Once the focus of the audit has been chosen, leaders need to make a manageable but thoughtful plan and communicate it to the team, Weber said. The plan should follow a simple pattern: audit, find the change, make the change and assess.
2. Dig through documentation
Technology has made it easier for employees to access policies, but company intranets can also bury documentation that escapes regular updates and causes confusion later on. Weber's solution? Catalog everything. "Once you do it once, you'll know where things are and be able to update them," Weber said. This process may reveal the need to create policies, which allow employers to defend their standards, Weber said. Weber noted that she sees trainings as a part of documentation: "If there is a discrepancy between training and policy, which one is right?"
3. Tour the facility
The self-auditing team will need to tour the office with an unbiased mindset to see problems they may view as a normal part of the workplace on any other day. They should scan the office walls to make sure they spot required posters among office decor. They should ensure no confidential information is left out in the open.
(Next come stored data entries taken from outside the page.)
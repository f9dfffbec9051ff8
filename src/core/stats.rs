//! Frame statistics
//!
//! Rolling window of frame times plus the per-frame triangle counter the
//! renderer feeds while drawing.

use std::collections::VecDeque;

const DEFAULT_WINDOW: usize = 120;

/// Rolling frame timing and scene statistics.
pub struct FrameStats {
    frame_times: VecDeque<f32>,
    window: usize,
    triangles: usize,
    frames: u64,
}

impl FrameStats {
    #[must_use]
    pub fn new() -> Self {
        Self::with_window(DEFAULT_WINDOW)
    }

    #[must_use]
    pub fn with_window(window: usize) -> Self {
        Self {
            frame_times: VecDeque::with_capacity(window),
            window: window.max(1),
            triangles: 0,
            frames: 0,
        }
    }

    /// Record a completed frame's duration in seconds.
    pub fn push_frame(&mut self, dt: f32) {
        if self.frame_times.len() == self.window {
            self.frame_times.pop_front();
        }
        self.frame_times.push_back(dt);
        self.frames += 1;
    }

    /// Reset the per-frame counters at the start of a frame.
    pub fn start_frame(&mut self) {
        self.triangles = 0;
    }

    /// Count triangles submitted this frame.
    pub fn add_triangles(&mut self, count: usize) {
        self.triangles += count;
    }

    /// Triangles submitted so far this frame.
    #[must_use]
    pub fn triangles(&self) -> usize {
        self.triangles
    }

    /// Total frames recorded since creation.
    #[must_use]
    pub fn frames(&self) -> u64 {
        self.frames
    }

    /// Average frames per second over the window.
    #[must_use]
    pub fn fps(&self) -> f32 {
        let avg = self.average_ms() / 1000.0;
        if avg > 0.0 { 1.0 / avg } else { 0.0 }
    }

    /// Average frame time over the window, in milliseconds.
    #[must_use]
    pub fn average_ms(&self) -> f32 {
        if self.frame_times.is_empty() {
            return 0.0;
        }
        self.frame_times.iter().sum::<f32>() / self.frame_times.len() as f32 * 1000.0
    }

    /// Fastest frame in the window, in milliseconds.
    #[must_use]
    pub fn min_ms(&self) -> f32 {
        if self.frame_times.is_empty() {
            return 0.0;
        }
        self.frame_times.iter().copied().fold(f32::INFINITY, f32::min) * 1000.0
    }

    /// Slowest frame in the window, in milliseconds.
    #[must_use]
    pub fn max_ms(&self) -> f32 {
        self.frame_times.iter().copied().fold(0.0, f32::max) * 1000.0
    }
}

impl Default for FrameStats {
    fn default() -> Self {
        Self::new()
    }
}

#[cfg(test)]
mod tests {
    use super::*;

    #[test]
    fn test_rolling_window() {
        let mut stats = FrameStats::with_window(2);
        stats.push_frame(0.010);
        stats.push_frame(0.020);
        stats.push_frame(0.030);

        // The first sample fell out of the window.
        assert!((stats.average_ms() - 25.0).abs() < 1e-3);
        assert!((stats.min_ms() - 20.0).abs() < 1e-3);
        assert!((stats.max_ms() - 30.0).abs() < 1e-3);
        assert_eq!(stats.frames(), 3);
    }

    #[test]
    fn test_fps() {
        let mut stats = FrameStats::new();
        for _ in 0..10 {
            stats.push_frame(0.020);
        }
        assert!((stats.fps() - 50.0).abs() < 0.1);
    }

    #[test]
    fn test_triangle_counter_resets() {
        let mut stats = FrameStats::new();
        stats.start_frame();
        stats.add_triangles(100);
        stats.add_triangles(50);
        assert_eq!(stats.triangles(), 150);

        stats.start_frame();
        assert_eq!(stats.triangles(), 0);
    }

    #[test]
    fn test_empty_stats() {
        let stats = FrameStats::new();
        assert_eq!(stats.fps(), 0.0);
        assert_eq!(stats.average_ms(), 0.0);
        assert_eq!(stats.min_ms(), 0.0);
    }
}
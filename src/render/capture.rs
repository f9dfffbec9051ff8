//! Framebuffer capture
//!
//! Two consumers read the frame back: the pause blur, which freezes a
//! blurred copy of the world behind menus, and the screenshot writer,
//! which encodes a PNG on a background thread so the frame loop never
//! waits on disk.

use std::path::PathBuf;
use std::sync::mpsc::Sender;
use std::thread::JoinHandle;

use image::RgbaImage;
use log::{debug, error};

use crate::core::EngineEvent;
use crate::device::{Device, TextureFilter, TextureHandle, TextureParams};

/// 7x7 Gaussian kernel (sigma ~1) used for the pause blur.
const GAUSS_7X7: [[f32; 7]; 7] = [
    [0.000_000_67, 0.000_022_92, 0.000_191_17, 0.000_387_71, 0.000_191_17, 0.000_022_92, 0.000_000_67],
    [0.000_022_92, 0.000_786_34, 0.006_559_65, 0.013_303_73, 0.006_559_65, 0.000_786_33, 0.000_022_92],
    [0.000_191_17, 0.006_559_65, 0.054_721_57, 0.110_981_64, 0.054_721_57, 0.006_559_65, 0.000_191_17],
    [0.000_387_71, 0.013_303_73, 0.110_981_64, 0.225_083_52, 0.110_981_64, 0.013_303_73, 0.000_387_71],
    [0.000_191_17, 0.006_559_65, 0.054_721_57, 0.110_981_64, 0.054_721_57, 0.006_559_65, 0.000_191_17],
    [0.000_022_92, 0.000_786_33, 0.006_559_65, 0.013_303_73, 0.006_559_65, 0.000_786_33, 0.000_022_92],
    [0.000_000_67, 0.000_022_92, 0.000_191_17, 0.000_387_71, 0.000_191_17, 0.000_022_92, 0.000_000_67],
];

/// Quarter-size box downsample, averaging each 4x4 block.
fn downsample4(image: &RgbaImage) -> RgbaImage {
    let new_width = image.width() / 4;
    let new_height = image.height() / 4;

    RgbaImage::from_fn(new_width, new_height, |x, y| {
        let mut sum = [0.0f32; 4];
        for j in 0..4 {
            for i in 0..4 {
                let pixel = image.get_pixel(4 * x + i, 4 * y + j);
                for (k, acc) in sum.iter_mut().enumerate() {
                    *acc += f32::from(pixel[k]);
                }
            }
        }
        image::Rgba(sum.map(|c| (c / 16.0) as u8))
    })
}

/// 7x7 Gaussian blur with clamped edges.
fn gaussian_blur(image: &RgbaImage) -> RgbaImage {
    let width = image.width() as i32;
    let height = image.height() as i32;

    RgbaImage::from_fn(image.width(), image.height(), |x, y| {
        let mut sum = [0.0f32; 4];
        for j in -3i32..=3 {
            for i in -3i32..=3 {
                let xp = (x as i32 + i).clamp(0, width - 1) as u32;
                let yp = (y as i32 + j).clamp(0, height - 1) as u32;
                let weight = GAUSS_7X7[(i + 3) as usize][(j + 3) as usize];
                let pixel = image.get_pixel(xp, yp);
                for (k, acc) in sum.iter_mut().enumerate() {
                    *acc += weight * f32::from(pixel[k]);
                }
            }
        }
        image::Rgba(sum.map(|c| c.clamp(0.0, 255.0) as u8))
    })
}

/// Blurred frozen frame shown behind the interface while paused.
#[derive(Default)]
pub struct PauseBlur {
    texture: Option<TextureHandle>,
    pending: bool,
    captured: bool,
}

impl PauseBlur {
    #[must_use]
    pub fn new() -> Self {
        Self::default()
    }

    /// Ask for a capture at the end of the current frame.
    pub fn request(&mut self) {
        self.pending = true;
        self.captured = false;
    }

    #[must_use]
    pub fn is_pending(&self) -> bool {
        self.pending
    }

    /// Whether a captured texture is ready to draw.
    #[must_use]
    pub fn is_captured(&self) -> bool {
        self.captured
    }

    #[must_use]
    pub fn texture(&self) -> Option<TextureHandle> {
        self.texture
    }

    /// Read the frame back, blur it and upload the pause texture.
    /// Returns false when the device cannot read pixels.
    pub fn capture(&mut self, device: &mut dyn Device) -> bool {
        self.pending = false;

        let Some(frame) = device.read_framebuffer() else {
            return false;
        };

        if let Some(old) = self.texture.take() {
            device.destroy_texture(old);
        }

        let blurred = gaussian_blur(&downsample4(&frame));
        let params = TextureParams {
            filter: TextureFilter::Bilinear,
            mipmap: false,
            repeat: false,
        };
        match device.create_texture(&blurred, &params, "pause-blur") {
            Some(texture) => {
                self.texture = Some(texture);
                self.captured = true;
                true
            }
            None => false,
        }
    }

    /// Drop the captured texture, forcing a fresh capture on the next
    /// pause.
    pub fn invalidate(&mut self, device: &mut dyn Device) {
        if let Some(texture) = self.texture.take() {
            device.destroy_texture(texture);
        }
        self.captured = false;
        self.pending = false;
    }
}

/// Encode the current frame as PNG on a background thread.
///
/// Completion is posted as [`EngineEvent::ScreenshotWritten`]; the
/// returned handle may be dropped to detach the thread.
pub fn write_screenshot(
    device: &mut dyn Device,
    path: PathBuf,
    events: Sender<EngineEvent>,
) -> Option<JoinHandle<()>> {
    let frame = device.read_framebuffer()?;

    Some(std::thread::spawn(move || {
        let ok = match frame.save(&path) {
            Ok(()) => {
                debug!("Screenshot saved to {}", path.display());
                true
            }
            Err(err) => {
                error!("Couldn't save screenshot: {err}");
                false
            }
        };
        events.send(EngineEvent::ScreenshotWritten { path, ok }).ok();
    }))
}

#[cfg(test)]
mod tests {
    use super::*;
    use crate::core::EventQueue;
    use crate::device::NullDevice;
    use image::Rgba;

    #[test]
    fn test_kernel_is_normalized() {
        let sum: f32 = GAUSS_7X7.iter().flatten().sum();
        assert!((sum - 1.0).abs() < 1e-4);
    }

    #[test]
    fn test_downsample_size() {
        let image = RgbaImage::new(64, 32);
        let small = downsample4(&image);
        assert_eq!(small.dimensions(), (16, 8));
    }

    #[test]
    fn test_downsample_averages_blocks() {
        let mut image = RgbaImage::from_pixel(8, 8, Rgba([0, 0, 0, 255]));
        // One white 4x4 block in an otherwise black image.
        for y in 0..4 {
            for x in 0..4 {
                image.put_pixel(x, y, Rgba([255, 255, 255, 255]));
            }
        }
        let small = downsample4(&image);
        assert_eq!(small.get_pixel(0, 0), &Rgba([255, 255, 255, 255]));
        assert_eq!(small.get_pixel(1, 0), &Rgba([0, 0, 0, 255]));
    }

    #[test]
    fn test_blur_preserves_flat_color() {
        let image = RgbaImage::from_pixel(16, 16, Rgba([200, 100, 50, 255]));
        let blurred = gaussian_blur(&image);
        let pixel = blurred.get_pixel(8, 8);
        // Kernel weights sum to one, so a flat image stays flat modulo
        // integer truncation.
        assert!((i32::from(pixel[0]) - 200).abs() <= 1);
        assert!((i32::from(pixel[1]) - 100).abs() <= 1);
        assert!((i32::from(pixel[2]) - 50).abs() <= 1);
    }

    #[test]
    fn test_pause_blur_capture() {
        let mut device = NullDevice::new(64, 64);
        device.begin_frame([0.5, 0.5, 0.5, 1.0]);

        let mut blur = PauseBlur::new();
        blur.request();
        assert!(blur.is_pending());

        assert!(blur.capture(&mut device));
        assert!(blur.is_captured());
        assert!(!blur.is_pending());
        assert!(blur.texture().is_some());

        blur.invalidate(&mut device);
        assert!(!blur.is_captured());
        assert!(blur.texture().is_none());
        assert_eq!(device.live_textures(), 0);
    }

    #[test]
    fn test_screenshot_posts_event() {
        let mut device = NullDevice::new(8, 8);
        device.begin_frame([0.0, 0.0, 0.0, 1.0]);

        let queue = EventQueue::new();
        let path = std::env::temp_dir().join("strata-screenshot-test.png");

        let handle = write_screenshot(&mut device, path.clone(), queue.sender()).unwrap();
        handle.join().unwrap();

        let events = queue.drain();
        assert_eq!(events.len(), 1);
        match &events[0] {
            EngineEvent::ScreenshotWritten { path: written, ok } => {
                assert!(*ok);
                assert_eq!(written, &path);
            }
            other => panic!("unexpected event {other:?}"),
        }
        std::fs::remove_file(&path).ok();
    }
}
//! Scene data model: arenas, template geometry, object instances and
//! visibility culling.

pub mod arena;
pub mod culling;
pub mod geometry;
pub mod object;

pub use arena::{Arena, Handle, RankError};
pub use culling::{is_visible, update_visibility, Frustum};
pub use geometry::{
    BaseObject, BaseObjectStore, BoundingSphere, DataTier, MaterialDef, TierTextures, Vertex,
};
pub use object::{ObjectKind, ObjectTable, SceneObject, ShadowSpot, ShadowSpotKind};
This step provides a good moment for HR departments to talk to different teams and receive feedback on whatever they're auditing. "You're not going to make a change over everything they talk about, but they're probably your biggest resource in terms of a self-audit," Weber said. "They know about the employee who has a legitimate gripe because something was handled poorly."
4. Look over communications
Weber recommended employers comb through the communication chains coming out of exchanges in which employees were denied their requests. "Those communications can be telling," she said.
"Question everything about the process to see if there was a different or better way."
5. Hunt for process gaps
One process may involve several people, teams and systems. When that's the case, find where an employee's request or task could get lost and "close those ends up," Weber said. "We're never going to be 100% of the way there, but try your best."
6. Analyze your data
Organizations may send data out to other institutions. They may receive data. They'll use data for payroll, benefits, leave requests and more. "Query this," Weber said. "Is this data accurate?"
7. Carry out a 'detailed' claim review
The last step is the most important one, Weber said. "There's no substitute. If you want to truly audit your plan, you have to do this," Weber said. Identify the employee claims in question and sort through all of their details. "When you get to this, you'll be in a good position to succeed."